Return the lines of the data below exactly. Start at the first and end with the line containing "use tokio::net::TcpStream;".

++++++

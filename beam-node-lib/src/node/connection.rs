//! The connection actor: a live link to one remote node, modelled as a
//! cheaply-cloneable handle around a reader task and a writer task that
//! each own one half of the socket. Callers never touch the socket
//! directly; every mutation goes through a channel or the shared state
//! behind [`Inner`], so no `Mutex` guards a whole `&mut self` call.

use std::collections::HashMap;
use std::sync::atomic::{AtomicBool, AtomicU64, Ordering};
use std::sync::{Arc, Mutex as StdMutex};
use std::time::Duration;

use tokio::net::TcpStream;
use tokio::sync::{broadcast, mpsc, oneshot, Mutex as AsyncMutex};
use tokio::time::timeout;
use tracing::{debug, warn};

use crate::bridge::{self, Encoder, FromTerm, Policy, ToTerm};
use crate::etf::{tags, Buffer};
use crate::rpc::RpcError;
use crate::term::{Pid, Reference, Term};

use super::dispatch::Dispatch;
use super::error::NodeError;
use super::identity::NodeIdentity;
use super::transport::{self, FrameReader, FrameWriter};

/// Lifecycle state of a [`Connection`]. See the module-level docs for the
/// transition diagram: `Connecting -> Ready` on a successful dial,
/// any state `-> Closed` on transport error, explicit [`Connection::close`],
/// or drop.
#[derive(Debug, Clone, Copy, PartialEq, Eq)]
pub enum ConnectionState {
    Connecting,
    Ready,
    Closed,
}

/// Where a [`Connection::send`] delivers its payload.
#[derive(Debug, Clone)]
pub enum SendTarget {
    Pid(Pid),
    Name(String),
}

type WriteRequest = (Vec<u8>, oneshot::Sender<Result<(), NodeError>>);
type RpcWaiter = oneshot::Sender<Result<Term, NodeError>>;

/// One decoded inbound frame, as delivered to raw subscribers.
#[derive(Debug, Clone)]
pub enum FrameEvent {
    Message(Term),
    Failed(String),
}

struct Inner {
    write_tx: mpsc::UnboundedSender<WriteRequest>,
    pending_reader: AsyncMutex<Option<FrameReader>>,
    reader_started: AtomicBool,
    raw_tx: broadcast::Sender<FrameEvent>,
    waiters: StdMutex<HashMap<u64, RpcWaiter>>,
    next_call_id: AtomicU64,
    dispatch: Dispatch,
    closed: AtomicBool,
}

/// A live link to one remote node. Cloning shares the same underlying
/// reader/writer tasks and subscriber state.
#[derive(Clone)]
pub struct Connection {
    identity: NodeIdentity,
    self_pid: Pid,
    inner: Arc<Inner>,
}

impl Connection {
    pub(crate) async fn dial(
        identity: NodeIdentity,
        remote_addr: &str,
        connect_timeout: Duration,
        register_as: Option<&str>,
        subscriber_capacity: usize,
    ) -> Result<Self, NodeError> {
        let stream = timeout(connect_timeout, TcpStream::connect(remote_addr))
            .await
            .map_err(|_| {
                NodeError::ConnectionFailed(format!("timed out connecting to {remote_addr}"))
            })?
            .map_err(|e| NodeError::ConnectionFailed(e.to_string()))?;

        Self::from_io(identity, Box::new(stream), register_as, subscriber_capacity).await
    }

    /// Build a [`Connection`] around an already-established duplex stream,
    /// skipping the dial step. [`Connection::dial`] is the public entry
    /// point that goes through a real TCP connect; tests use this directly
    /// with an in-memory duplex pipe to exercise the reader/writer tasks
    /// without a socket.
    pub(crate) async fn from_io(
        identity: NodeIdentity,
        stream: transport::BoxedIo,
        register_as: Option<&str>,
        subscriber_capacity: usize,
    ) -> Result<Self, NodeError> {
        let self_pid = identity.fresh_pid();
        let (reader, writer) = transport::split(stream);
        let (write_tx, write_rx) = mpsc::unbounded_channel();
        let (raw_tx, _) = broadcast::channel(subscriber_capacity.max(1));

        let inner = Arc::new(Inner {
            write_tx,
            pending_reader: AsyncMutex::new(Some(reader)),
            reader_started: AtomicBool::new(false),
            raw_tx,
            waiters: StdMutex::new(HashMap::new()),
            next_call_id: AtomicU64::new(1),
            dispatch: Dispatch::new(),
            closed: AtomicBool::new(false),
        });

        tokio::spawn(writer_loop(writer, write_rx, inner.clone()));

        let conn = Connection {
            identity,
            self_pid,
            inner,
        };

        if let Some(name) = register_as {
            conn.announce_registration(name)
                .await
                .map_err(|e| NodeError::RegisterFailed(e.to_string()))?;
        }

        Ok(conn)
    }

    pub fn self_pid(&self) -> &Pid {
        &self.self_pid
    }

    pub fn state(&self) -> ConnectionState {
        if self.inner.closed.load(Ordering::Acquire) {
            ConnectionState::Closed
        } else {
            ConnectionState::Ready
        }
    }

    /// Explicit close: the writer task drops the write half, which also
    /// ends the reader task the next time it tries to read.
    pub fn close(&self) {
        self.inner.closed.store(true, Ordering::Release);
    }

    async fn ensure_reader(&self) {
        if self.inner.reader_started.swap(true, Ordering::AcqRel) {
            return;
        }
        let reader = self.inner.pending_reader.lock().await.take();
        if let Some(reader) = reader {
            let inner = self.inner.clone();
            let self_pid = self.self_pid.clone();
            tokio::spawn(reader_loop(reader, inner, self_pid));
        }
    }

    async fn write_frame(&self, payload: Vec<u8>) -> Result<(), NodeError> {
        if self.inner.closed.load(Ordering::Acquire) {
            return Err(NodeError::NotConnected);
        }
        let (ack_tx, ack_rx) = oneshot::channel();
        self.inner
            .write_tx
            .send((payload, ack_tx))
            .map_err(|_| NodeError::NotConnected)?;
        ack_rx.await.map_err(|_| NodeError::NotConnected)?
    }

    /// Every frame on the wire is two terms written back to back after the
    /// single leading version byte: a control tuple, then a message term.
    /// [`decode_envelope`] mirrors this exactly on the read side, and
    /// [`Connection::rpc_raw`]/[`handle_inbound_call`] reuse this helper so
    /// the two directions can never drift apart.
    fn write_control_and_message(
        buf: &mut Buffer,
        control: &Term,
        message: impl FnOnce(&mut Buffer) -> Result<(), NodeError>,
    ) -> Result<(), NodeError> {
        crate::etf::encode(control, buf).map_err(|e| NodeError::SendFailed(e.to_string()))?;
        message(buf)
    }

    async fn announce_registration(&self, name: &str) -> Result<(), NodeError> {
        let control = Term::tuple([
            Term::Int(6),
            Term::Pid(self.self_pid.clone()),
            Term::atom(""),
            Term::atom(name),
        ]);
        let mut buf = Buffer::with_version();
        Self::write_control_and_message(&mut buf, &control, |buf| {
            crate::etf::encode(&Term::nil(), buf).map_err(|e| NodeError::RegisterFailed(e.to_string()))
        })?;
        self.write_frame(buf.into_vec()).await
    }

    /// Send a typed value to `to`, encoded under `policy`. Every SEND is
    /// wrapped as `{sender_pid, payload}` on the wire, so the message term
    /// here is `{self_pid, value}`.
    pub async fn send(
        &self,
        to: SendTarget,
        value: &impl ToTerm,
        policy: Policy,
    ) -> Result<(), NodeError> {
        let control = match &to {
            SendTarget::Pid(p) => {
                Term::tuple([Term::Int(2), Term::atom(""), Term::Pid(p.clone())])
            }
            SendTarget::Name(name) => Term::tuple([
                Term::Int(6),
                Term::Pid(self.self_pid.clone()),
                Term::atom(""),
                Term::atom(name.clone()),
            ]),
        };
        let mut buf = Buffer::with_version();
        Self::write_control_and_message(&mut buf, &control, |buf| {
            buf.append_byte(tags::SMALL_TUPLE);
            buf.append_byte(2);
            crate::etf::encode(&Term::Pid(self.self_pid.clone()), buf)
                .map_err(|e| NodeError::SendFailed(e.to_string()))?;
            let mut enc = Encoder::new(buf, policy);
            value
                .to_etf(&mut enc)
                .map_err(|e| NodeError::SendFailed(e.to_string()))
        })?;
        self.write_frame(buf.into_vec()).await
    }

    /// Send a raw term rather than a typed value.
    pub async fn send_term(&self, to: SendTarget, payload: &Term) -> Result<(), NodeError> {
        struct RawTerm<'a>(&'a Term);
        impl ToTerm for RawTerm<'_> {
            fn to_etf(&self, enc: &mut Encoder) -> Result<(), bridge::BridgeError> {
                enc.write_term(self.0)
            }
        }
        self.send(to, &RawTerm(payload), Policy::default()).await
    }

    /// Low-level RPC: send the `:$gen_call` request to `:rex` and await the
    /// matching `:rex` reply, returning it unwrapped but un-decoded. The
    /// reference embedded in the request carries this call's id so a
    /// cooperating peer can echo it back for exact correlation; a peer that
    /// replies with a bare `{:rex, _}` falls back to "oldest pending
    /// waiter", matching the known limitation documented for this design.
    pub async fn rpc_raw(
        &self,
        module: &str,
        function: &str,
        args: Vec<Term>,
        deadline: Option<Duration>,
    ) -> Result<Term, RpcError> {
        self.ensure_reader().await;

        let call_id = self.inner.next_call_id.fetch_add(1, Ordering::Relaxed);
        let reference = Term::Reference(Reference {
            node: self.identity.name().to_string(),
            creation: 1,
            ids: vec![call_id as u32, 0, 0],
        });
        let (tx, rx) = oneshot::channel();
        self.inner.waiters.lock().unwrap().insert(call_id, tx);

        let request = Term::tuple([
            Term::atom("$gen_call"),
            Term::tuple([Term::Pid(self.self_pid.clone()), reference]),
            Term::tuple([
                Term::atom("call"),
                Term::atom(module),
                Term::atom(function),
                Term::list(args),
                Term::Pid(self.self_pid.clone()),
            ]),
        ]);
        let control = Term::tuple([
            Term::Int(6),
            Term::Pid(self.self_pid.clone()),
            Term::atom(""),
            Term::atom("rex"),
        ]);
        let mut buf = Buffer::with_version();
        Self::write_control_and_message(&mut buf, &control, |buf| {
            crate::etf::encode(&request, buf).map_err(|e| NodeError::SendFailed(e.to_string()))
        })?;

        if let Err(e) = self.write_frame(buf.into_vec()).await {
            self.inner.waiters.lock().unwrap().remove(&call_id);
            return Err(e.into());
        }

        match deadline {
            Some(d) => match timeout(d, rx).await {
                Ok(received) => Self::finish_rpc_wait(received),
                Err(_) => {
                    self.inner.waiters.lock().unwrap().remove(&call_id);
                    Err(RpcError::Node(NodeError::ReceiveFailed(
                        "rpc deadline elapsed".into(),
                    )))
                }
            },
            None => Self::finish_rpc_wait(rx.await),
        }
    }

    /// Translate a pending `:rex` waiter's oneshot outcome. A closed channel
    /// with no value means the connection's reader terminated (or the
    /// waiter was otherwise discarded) before any `:rex` frame for this
    /// call arrived, which is [`RpcError::NoResponse`] rather than any
    /// particular [`NodeError`].
    fn finish_rpc_wait(
        received: Result<Result<Term, NodeError>, oneshot::error::RecvError>,
    ) -> Result<Term, RpcError> {
        match received {
            Ok(Ok(term)) => Ok(term),
            Ok(Err(e)) => Err(RpcError::Node(e)),
            Err(_) => Err(RpcError::NoResponse),
        }
    }

    /// Subscribe to every inbound frame that is neither a TICK, an inbound
    /// call, nor a `:rex` reply claimed by an RPC waiter.
    pub async fn messages(&self) -> Messages {
        self.ensure_reader().await;
        Messages {
            rx: self.inner.raw_tx.subscribe(),
        }
    }

    pub async fn messages_as<T: FromTerm>(&self, policy: Policy) -> TypedMessages<T> {
        self.ensure_reader().await;
        TypedMessages {
            rx: self.inner.raw_tx.subscribe(),
            policy,
            _marker: std::marker::PhantomData,
        }
    }

    /// Register a handler for inbound `{:call, id, sender, args}` frames
    /// addressed to this connection's local pid.
    pub async fn register_call_handler(&self, handler: impl super::dispatch::CallHandler + 'static) {
        self.inner.dispatch.register(self.self_pid.clone(), handler).await;
    }

    /// Remove this connection's local call handler, if one is registered.
    /// Later inbound calls fall back to the "no call handler registered"
    /// error reply.
    pub async fn unregister_call_handler(&self) {
        self.inner.dispatch.unregister(&self.self_pid).await;
    }
}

++++++

→ **Solution**
filename beam-node-lib/src/node/connection.rs
//! The connection actor: a live link to one remote node, modelled as a
//! cheaply-cloneable handle around a reader task and a writer task that
//! each own one half of the socket. Callers never touch the socket
//! directly; every mutation goes through a channel or the shared state
//! behind [`Inner`], so no `Mutex` guards a whole `&mut self` call.

use std::collections::HashMap;
use std::sync::atomic::{AtomicBool, AtomicU64, Ordering};
use std::sync::{Arc, Mutex as StdMutex};
use std::time::Duration;

use tokio::net::TcpStream;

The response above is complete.